De la profondeur, en veux-tu, en voilà ! Le premier morceau, "H492053", commence donc par une voix sortie de nulle part, afin de préparer la musique du groupe à se propulser par une ambiance lancinante afin… d’exploser ! Des riffs de guitares se font entendre, une voix irrésistible chante au loin… Je ne sais plus trop où je suis. Et toujours cette voix qui va et vient. Mais où suis-je ? Daybreak At Slaughter's House", le second titre, ne tarde pas à raviver mes esprits à coup de gros blast dès le début, le tout avec un chant aigu, alterné soudain par un chant clair.
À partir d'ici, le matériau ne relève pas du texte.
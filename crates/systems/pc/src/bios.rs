//! BIOS interrupt services.
//!
//! Software interrupts are dispatched here instead of through an interrupt
//! vector table in guest memory: the machine emulates the narrow slice of
//! firmware the boot program relies on. Unknown vectors and unimplemented
//! sub-services are no-ops.
//!
//! Implemented: INT 10h (video), sub-service AH=0Eh teletype output, which
//! writes one character at the cursor and advances it with conventional
//! wrap and scroll behavior.

use log::debug;
use remu_core::cpu_386::{MemoryBus, Reg8, Registers};
use serde::{Deserialize, Serialize};

use crate::memory::PhysicalMemory;
use crate::video::{TEXT_COLUMNS, TEXT_ROWS};
use crate::VIDEO_MEMORY_ADDR;

/// Video services vector.
pub const INT_VIDEO: u8 = 0x10;

/// Teletype output sub-service (AH selector).
const VIDEO_TELETYPE: u8 = 0x0E;

/// Attribute used for teletype output and blanked lines: light gray on black.
pub const DEFAULT_ATTRIBUTE: u8 = 0x07;

/// Text cursor, mutated only by the teletype service.
#[derive(Debug, Clone, Copy, Default, PartialEq, Eq, Serialize, Deserialize)]
pub struct CursorPosition {
    pub col: u8,
    pub row: u8,
}

/// Firmware service state.
#[derive(Debug, Default)]
pub struct Bios {
    cursor: CursorPosition,
}

impl Bios {
    pub fn new() -> Self {
        Self::default()
    }

    pub fn cursor(&self) -> CursorPosition {
        self.cursor
    }

    /// Restore the cursor (snapshot load).
    pub fn set_cursor(&mut self, cursor: CursorPosition) {
        self.cursor = cursor;
    }

    /// Perform the firmware service for a software interrupt vector.
    pub fn dispatch(&mut self, vector: u8, regs: &mut Registers, mem: &mut PhysicalMemory) {
        match vector {
            INT_VIDEO => self.video_services(regs, mem),
            other => debug!("ignoring INT {:#04x}", other),
        }
    }

    /// INT 10h: sub-service selected by AH.
    fn video_services(&mut self, regs: &mut Registers, mem: &mut PhysicalMemory) {
        match regs.get8(Reg8::AH) {
            VIDEO_TELETYPE => self.teletype(regs.get8(Reg8::AL), mem),
            other => debug!("ignoring INT 10h sub-service {:#04x}", other),
        }
    }

    /// Write one character at the cursor with the default attribute, then
    /// advance: wrap the column at 80, scroll up at row 25.
    fn teletype(&mut self, ch: u8, mem: &mut PhysicalMemory) {
        let cell = self.cursor.row as u32 * TEXT_COLUMNS as u32 + self.cursor.col as u32;
        let addr = VIDEO_MEMORY_ADDR + cell * 2;
        mem.write(addr, ch);
        mem.write(addr + 1, DEFAULT_ATTRIBUTE);

        self.cursor.col += 1;
        if self.cursor.col as usize >= TEXT_COLUMNS {
            self.cursor.col = 0;
            self.cursor.row += 1;
            if self.cursor.row as usize >= TEXT_ROWS {
                Self::scroll_up(mem);
                self.cursor.row = TEXT_ROWS as u8 - 1;
            }
        }
    }

    /// Shift the text window up one line and blank the bottom row.
    fn scroll_up(mem: &mut PhysicalMemory) {
        let line_bytes = TEXT_COLUMNS as u32 * 2;
        let moved = line_bytes * (TEXT_ROWS as u32 - 1);
        for offset in 0..moved {
            let byte = mem.read(VIDEO_MEMORY_ADDR + line_bytes + offset);
            mem.write(VIDEO_MEMORY_ADDR + offset, byte);
        }
        let bottom = VIDEO_MEMORY_ADDR + moved;
        for col in 0..TEXT_COLUMNS as u32 {
            mem.write(bottom + col * 2, b' ');
            mem.write(bottom + col * 2 + 1, DEFAULT_ATTRIBUTE);
        }
    }
}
Rien à faire, ça me rappelle indéniablement le duo Mathieu / Julien du groupe Psykup. La mélodie est fluide, douce et se montre agressive dès que possible pour une coordination impeccable. Rien à faire, des références musicales se forment à mes oreilles ; certains passages me rappelant "The Wall" de Pink Floyd ou encore le monde fou de Venetian Snare dans le bruitage électronique à la fin du morceau. S’en suit "Scarlet Fever", où de la pression se fait ressentir pendant presque 2min avant qu’une explosion de cris s’échappe. Telle la marque de fabrique, les passages lourds et clairs sont alternés, les samplers d’un film faisant parfois surfacent. Le chant vers les 8min est tout simplement sublime, hypnotisant. Et ce n’est pas moindre ; ce morceau est structuré et déstructuré à la fois. J’hallucine. "Tutuguri", la quatrième piste, est encore plus folle. Entre poésie et violence, mon cœur balance. Je pense que c’est la piste se rapprochant le plus du monde de Psykup, c’est vraiment fou. Et toujours ce petit passage calme au milieu de la composition, et toujours ce petit sampler de film, et toujours cette voix… Cette voix… Ce morceau est magique. Je n’ai d’ailleurs pas le temps de m’en remettre que surgit un bruit, non, le début de "Naked Lunch I", un bruit d’une infime lourdeur, comme si tout était oppressé. Mais cela ne dure pas, ce n’est qu’un avant goût, avant une longue montée post-rockéenne. Je suis en appétit, je m’imbibe, j’attends. Des voix sorties de nulle part apparaissent, c’est lancinant au possible, limite sensuel. J’aime… Et finie par me retrouver dans une autre dimension mélangeant ambiant et électronique.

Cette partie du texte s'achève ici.